Había algo de petulante en la forma en que lo había dicho, como si así señalara que era lo bastante importante para que le acompañara un escriba. Fidelma se dio la vuelta para escrutar al joven delgado y algo afeminado al que se refería, y al que Solin empujó hacia delante. Apenas llegaba a los veinte años, tenía una tez pálida con granos y llevaba la tonsura, bien que mal afeitada, del credo católico. El muchacho estaba nervioso y no se atrevía a mirarla directamente a los ojos, lo cual le daba un aspecto furtivo. Fidelma sintió pena por aquel joven tan falto de aplomo.
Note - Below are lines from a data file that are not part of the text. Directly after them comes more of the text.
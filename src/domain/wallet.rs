// ============================================================================
// Wallet Domain Model
// ============================================================================

use super::{Asset, Settlement};
use crate::numeric::Balance;
use chrono::{DateTime, Utc};
use std::fmt;
use uuid::Uuid;

#[cfg(feature = "serde")]
use serde::{Deserialize, Serialize};

// ============================================================================
// Value Objects
// ============================================================================

#[derive(Debug, Clone, Copy, PartialEq, Eq, Hash)]
#[cfg_attr(feature = "serde", derive(Serialize, Deserialize))]
pub struct WalletId(Uuid);

impl WalletId {
    pub fn new() -> Self {
        Self(Uuid::new_v4())
    }

    pub fn from_uuid(uuid: Uuid) -> Self {
        Self(uuid)
    }

    pub fn as_uuid(&self) -> &Uuid {
        &self.0
    }
}

impl Default for WalletId {
    fn default() -> Self {
        Self::new()
    }
}

impl fmt::Display for WalletId {
    fn fmt(&self, f: &mut fmt::Formatter<'_>) -> fmt::Result {
        fmt::Display::fmt(&self.0, f)
    }
}

/// External identity of a wallet holder (an account address or user id).
#[derive(Debug, Clone, PartialEq, Eq, Hash, PartialOrd, Ord)]
#[cfg_attr(feature = "serde", derive(Serialize, Deserialize))]
pub struct OwnerId(String);

impl OwnerId {
    pub fn new(id: impl Into<String>) -> Self {
        Self(id.into())
    }

    pub fn as_str(&self) -> &str {
        &self.0
    }
}

impl From<&str> for OwnerId {
    fn from(id: &str) -> Self {
        Self::new(id)
    }
}

impl fmt::Display for OwnerId {
    fn fmt(&self, f: &mut fmt::Formatter<'_>) -> fmt::Result {
        f.write_str(&self.0)
    }
}

// ============================================================================
// Wallet Entity
// ============================================================================

/// One holder's balances across the five tracked assets.
///
/// Balances change only through [`Wallet::apply`], which writes the debit and
/// credit of a settlement together.
#[derive(Debug, Clone, PartialEq, Eq)]
#[cfg_attr(feature = "serde", derive(Serialize, Deserialize))]
pub struct Wallet {
    pub id: WalletId,
    pub owner: OwnerId,
    pub created_at: DateTime<Utc>,
    primary_coin: Balance,
    asset_b: Balance,
    asset_c: Balance,
    asset_d: Balance,
    reference_unit: Balance,
}

impl Wallet {
    /// Create a wallet with every slot set to `initial_balance`.
    pub fn new(owner: OwnerId, initial_balance: Balance) -> Self {
        Self {
            id: WalletId::new(),
            owner,
            created_at: Utc::now(),
            primary_coin: initial_balance,
            asset_b: initial_balance,
            asset_c: initial_balance,
            asset_d: initial_balance,
            reference_unit: initial_balance,
        }
    }

    pub fn balance(&self, asset: Asset) -> Balance {
        match asset {
            Asset::PrimaryCoin => self.primary_coin,
            Asset::AssetB => self.asset_b,
            Asset::AssetC => self.asset_c,
            Asset::AssetD => self.asset_d,
            Asset::ReferenceUnit => self.reference_unit,
        }
    }

    fn slot_mut(&mut self, asset: Asset) -> &mut Balance {
        match asset {
            Asset::PrimaryCoin => &mut self.primary_coin,
            Asset::AssetB => &mut self.asset_b,
            Asset::AssetC => &mut self.asset_c,
            Asset::AssetD => &mut self.asset_d,
            Asset::ReferenceUnit => &mut self.reference_unit,
        }
    }

    /// Write both legs of a computed settlement.
    pub(crate) fn apply(&mut self, settlement: &Settlement) {
        *self.slot_mut(settlement.from) = settlement.from_balance;
        *self.slot_mut(settlement.to) = settlement.to_balance;
    }

    // ========================================================================
    // Per-asset Getters
    // ========================================================================

    pub fn primary_coin(&self) -> Balance {
        self.primary_coin
    }

    pub fn asset_b(&self) -> Balance {
        self.asset_b
    }

    pub fn asset_c(&self) -> Balance {
        self.asset_c
    }

    pub fn asset_d(&self) -> Balance {
        self.asset_d
    }

    pub fn reference_unit(&self) -> Balance {
        self.reference_unit
    }
}

#[cfg(test)]
mod tests {
    use super::*;
    use crate::numeric::FixedPointDecimal;

    #[test]
    fn test_wallet_creation() {
        let initial = FixedPointDecimal::new(1_000_000, 4);
        let wallet = Wallet::new(OwnerId::from("alice"), initial);

        assert_eq!(wallet.owner.as_str(), "alice");
        for asset in Asset::ALL {
            assert_eq!(wallet.balance(asset), initial);
        }
        assert_eq!(wallet.primary_coin().to_string(), "100.0000");
    }

    #[test]
    fn test_apply_settlement() {
        let initial = FixedPointDecimal::new(1_000_000, 4);
        let mut wallet = Wallet::new(OwnerId::from("alice"), initial);

        let settlement = Settlement {
            from: Asset::PrimaryCoin,
            to: Asset::AssetB,
            debited: FixedPointDecimal::new(1_000, 4),
            credited: FixedPointDecimal::new(500, 4),
            normalized_rate: FixedPointDecimal::new(5_000, 4),
            from_balance: FixedPointDecimal::new(999_000, 4),
            to_balance: FixedPointDecimal::new(1_000_500, 4),
        };
        wallet.apply(&settlement);

        assert_eq!(wallet.primary_coin(), FixedPointDecimal::new(999_000, 4));
        assert_eq!(wallet.asset_b(), FixedPointDecimal::new(1_000_500, 4));
        assert_eq!(wallet.asset_c(), initial);
    }

    #[test]
    fn test_wallet_ids_unique() {
        assert_ne!(WalletId::new(), WalletId::new());
    }
}
// ============================================================================
// Rate Normalization
// Brings an oracle rate to the precision of the asset being debited
// ============================================================================

use crate::numeric::{ExchangeRate, NumericResult};

/// Rescale `rate` to `target_places`.
///
/// - `target > rate.places()`: magnitude multiplied by `10^(target - places)`
/// - `target < rate.places()`: magnitude divided by `10^(places - target)`,
///   truncating; never fails
/// - equal: returned unchanged
///
/// # Errors
/// Returns `Overflow` if scaling up does not fit in a u64.
pub fn normalize_rate(rate: ExchangeRate, target_places: u8) -> NumericResult<ExchangeRate> {
    let normalized = rate.rescale(target_places)?;

    if target_places < rate.places() && normalized.rescale(rate.places()) != Ok(rate) {
        tracing::debug!(%rate, %normalized, "Rate truncated during normalization");
    }

    Ok(normalized)
}
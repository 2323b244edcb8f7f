// ============================================================================
// Legacy Settlement
// Proceeds keep the debited asset's precision
// ============================================================================

use crate::interfaces::SettlementStrategy;
use crate::numeric::{ExchangeRate, FixedPointDecimal, NumericResult};

/// Reads the raw product `amount * rate` at the debited asset's precision.
///
/// This overstates proceeds by `10^places` relative to [`ExactSettlement`]
/// and exists only to reproduce balances settled under that rule. The
/// credited balance must share the debited precision, otherwise the credit
/// fails with `PrecisionMismatch`.
///
/// [`ExactSettlement`]: super::ExactSettlement
#[derive(Debug, Default, Clone, Copy)]
pub struct LegacySettlement;

impl LegacySettlement {
    pub fn new() -> Self {
        Self
    }
}

impl SettlementStrategy for LegacySettlement {
    fn proceeds(
        &self,
        debited: FixedPointDecimal,
        normalized_rate: ExchangeRate,
        _credit_places: u8,
    ) -> NumericResult<FixedPointDecimal> {
        debited.checked_mul_retaining_places(normalized_rate)
    }

    fn name(&self) -> &str {
        "Legacy"
    }
}
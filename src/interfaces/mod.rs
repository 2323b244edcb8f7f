// ============================================================================
// Interfaces Module
// Contains all trait definitions and contracts
// ============================================================================

mod event_handler;
mod owner_registry;
mod price_oracle;
mod settlement_strategy;

pub use event_handler::{
    ChannelEventHandler, EventHandler, LoggingEventHandler, NoOpEventHandler, WalletEvent,
};
pub use owner_registry::{InMemoryOwnerRegistry, OwnerRegistry};
pub use price_oracle::{FixedRateOracle, InMemoryPriceOracle, PriceOracle};
pub use settlement_strategy::SettlementStrategy;
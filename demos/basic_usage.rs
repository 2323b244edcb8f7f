// ============================================================================
// Basic Usage Example
// ============================================================================

use std::sync::Arc;
use wallet_engine::prelude::*;

fn main() {
    #[cfg(feature = "logging")]
    tracing_subscriber::fmt()
        .with_max_level(tracing::Level::DEBUG)
        .init();

    println!("=== Wallet Engine Example ===\n");

    // Oracle publishes 0.500000 for primary_coin -> asset_b
    let oracle = Arc::new(InMemoryPriceOracle::new());
    oracle.publish("primary_coin/asset_b", 500_000, 6);

    let service = match WalletServiceBuilder::new()
        .with_oracle(oracle)
        .build(Arc::new(LoggingEventHandler))
    {
        Ok(service) => service,
        Err(err) => {
            eprintln!("Failed to build wallet service: {}", err);
            return;
        },
    };

    println!("Settlement strategy: {}\n", service.strategy_name());

    // Issue a wallet
    let alice = RequestContext::user("alice");
    let wallet_id = match service.issue_wallet(&alice) {
        Ok(id) => id,
        Err(err) => {
            eprintln!("Issuance failed: {}", err);
            return;
        },
    };
    println!("Issued wallet {} to alice", wallet_id);

    // A second request for the same owner is refused
    if let Err(err) = service.issue_wallet(&alice) {
        println!("Second issuance refused: {}", err);
    }

    print_balances(&service, wallet_id);

    // Swap 0.1000 primary_coin into asset_b
    println!("\n=== Swapping 0.1000 primary_coin -> asset_b ===");
    match service.swap(&alice, wallet_id, "primary_coin", "asset_b", 1_000) {
        Ok(settlement) => println!(
            "  Debited {} at rate {}, credited {}",
            settlement.debited, settlement.normalized_rate, settlement.credited
        ),
        Err(err) => println!("  Swap failed: {}", err),
    }

    // No reverse rate published
    println!("\n=== Swapping asset_b -> primary_coin ===");
    if let Err(err) = service.swap(&alice, wallet_id, "asset_b", "primary_coin", 1_000) {
        println!("  Swap failed: {}", err);
    }

    println!("\n=== Final Balances ===");
    print_balances(&service, wallet_id);
}

fn print_balances(service: &WalletService, wallet_id: WalletId) {
    if let Ok(wallet) = service.wallet(wallet_id) {
        for asset in Asset::ALL {
            println!("  {:<15} {}", asset, wallet.balance(asset));
        }
    }
}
– Salve, hermano Dianach -lo saludó a la manera romana con la intención de hacerle sentir cómodo.
– Pax tecum - tartamudeó.
Fidelma se volvió para dirigirse a Laisre.
– Aprovecharé la ocasión para presentar al hermano Eadulf, enviado del arzobispo Teodoro de Canterbury, de la región de Kent.
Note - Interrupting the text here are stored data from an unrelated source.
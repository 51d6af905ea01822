//! ColumnFamily: the columns of one row, sorted by the table comparator

use std::cmp::Ordering;

use crate::clock::reconcile;
use crate::error::{Result, StoreError};
use crate::marshal::ColumnComparator;

use super::Column;

/// Ordered set of uniquely named columns
#[derive(Debug, Clone, PartialEq, Eq, Default)]
pub struct ColumnFamily {
    comparator: ColumnComparator,
    /// Sorted by `comparator`, names unique
    columns: Vec<Column>,
}

impl ColumnFamily {
    pub fn new(comparator: ColumnComparator) -> Self {
        Self {
            comparator,
            columns: Vec::new(),
        }
    }

    /// Build from columns already in comparator order (deserialization path)
    pub(crate) fn from_sorted(comparator: ColumnComparator, columns: Vec<Column>) -> Result<Self> {
        for pair in columns.windows(2) {
            if comparator.compare(pair[0].name(), pair[1].name()) != Ordering::Less {
                return Err(StoreError::Serialization(
                    "column names out of order or duplicated".to_string(),
                ));
            }
        }
        Ok(Self {
            comparator,
            columns,
        })
    }

    pub fn comparator(&self) -> ColumnComparator {
        self.comparator
    }

    /// Add a column, reconciling with any existing column of the same name
    pub fn add_column(&mut self, column: Column) -> Result<()> {
        self.comparator.validate(column.name())?;

        match self.position(column.name()) {
            Ok(idx) => {
                let keep_new = std::ptr::eq(reconcile(&self.columns[idx], &column)?, &column);
                if keep_new {
                    self.columns[idx] = column;
                }
            }
            Err(idx) => self.columns.insert(idx, column),
        }
        Ok(())
    }

    /// Reconcile every column of `other` into this family
    pub fn merge(&mut self, other: &ColumnFamily) -> Result<()> {
        for column in other.iter() {
            self.add_column(column.clone())?;
        }
        Ok(())
    }

    pub fn get_column(&self, name: &[u8]) -> Option<&Column> {
        self.position(name).ok().map(|idx| &self.columns[idx])
    }

    pub fn columns(&self) -> &[Column] {
        &self.columns
    }

    pub fn iter(&self) -> std::slice::Iter<'_, Column> {
        self.columns.iter()
    }

    pub fn len(&self) -> usize {
        self.columns.len()
    }

    pub fn is_empty(&self) -> bool {
        self.columns.is_empty()
    }

    pub fn clear(&mut self) {
        self.columns.clear();
    }

    /// Approximate in-memory footprint of all columns
    pub fn size(&self) -> usize {
        self.columns.iter().map(Column::size).sum()
    }

    fn position(&self, name: &[u8]) -> std::result::Result<usize, usize> {
        self.columns
            .binary_search_by(|c| self.comparator.compare(c.name(), name))
    }
}

impl<'a> IntoIterator for &'a ColumnFamily {
    type Item = &'a Column;
    type IntoIter = std::slice::Iter<'a, Column>;

    fn into_iter(self) -> Self::IntoIter {
        self.columns.iter()
    }
}
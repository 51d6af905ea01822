//! Column: a named, versioned, possibly-deleted cell

use crate::clock::ColumnClock;

/// A single versioned cell. Immutable once built.
#[derive(Debug, Clone, PartialEq, Eq)]
pub struct Column {
    name: Vec<u8>,
    value: Vec<u8>,
    clock: ColumnClock,
    tombstone: bool,
}

impl Column {
    /// A live column
    pub fn new(
        name: impl Into<Vec<u8>>,
        value: impl Into<Vec<u8>>,
        clock: impl Into<ColumnClock>,
    ) -> Self {
        Self::from_parts(name, value, clock, false)
    }

    /// A deletion marker for `name`
    pub fn tombstone(name: impl Into<Vec<u8>>, clock: impl Into<ColumnClock>) -> Self {
        Self::from_parts(name, Vec::new(), clock, true)
    }

    pub fn from_parts(
        name: impl Into<Vec<u8>>,
        value: impl Into<Vec<u8>>,
        clock: impl Into<ColumnClock>,
        tombstone: bool,
    ) -> Self {
        Self {
            name: name.into(),
            value: value.into(),
            clock: clock.into(),
            tombstone,
        }
    }

    pub fn name(&self) -> &[u8] {
        &self.name
    }

    pub fn value(&self) -> &[u8] {
        &self.value
    }

    pub fn clock(&self) -> &ColumnClock {
        &self.clock
    }

    pub fn is_tombstone(&self) -> bool {
        self.tombstone
    }

    /// Approximate in-memory footprint (name + value + clock)
    pub fn size(&self) -> usize {
        self.name.len() + self.value.len() + self.clock.encoded_len()
    }
}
Eadulf dio un paso adelante e inclinó ligeramente la cabeza, primero al jefe y luego a la asamblea en general.
– Bienvenido seáis a este lugar, Eadulf de Canterbury -lo saludó Laisre con cierta dificultad para pronunciar los nombres extranjeros-. ¿Con qué motivos honráis a nuestro valle con vuestra visita? El arzobispo Teodoro, de la lejana tierra de la cual provenís, no debe de tener mucho interés por lo que sucede en esta parte del mundo.
Eadulf se mostró diplomático.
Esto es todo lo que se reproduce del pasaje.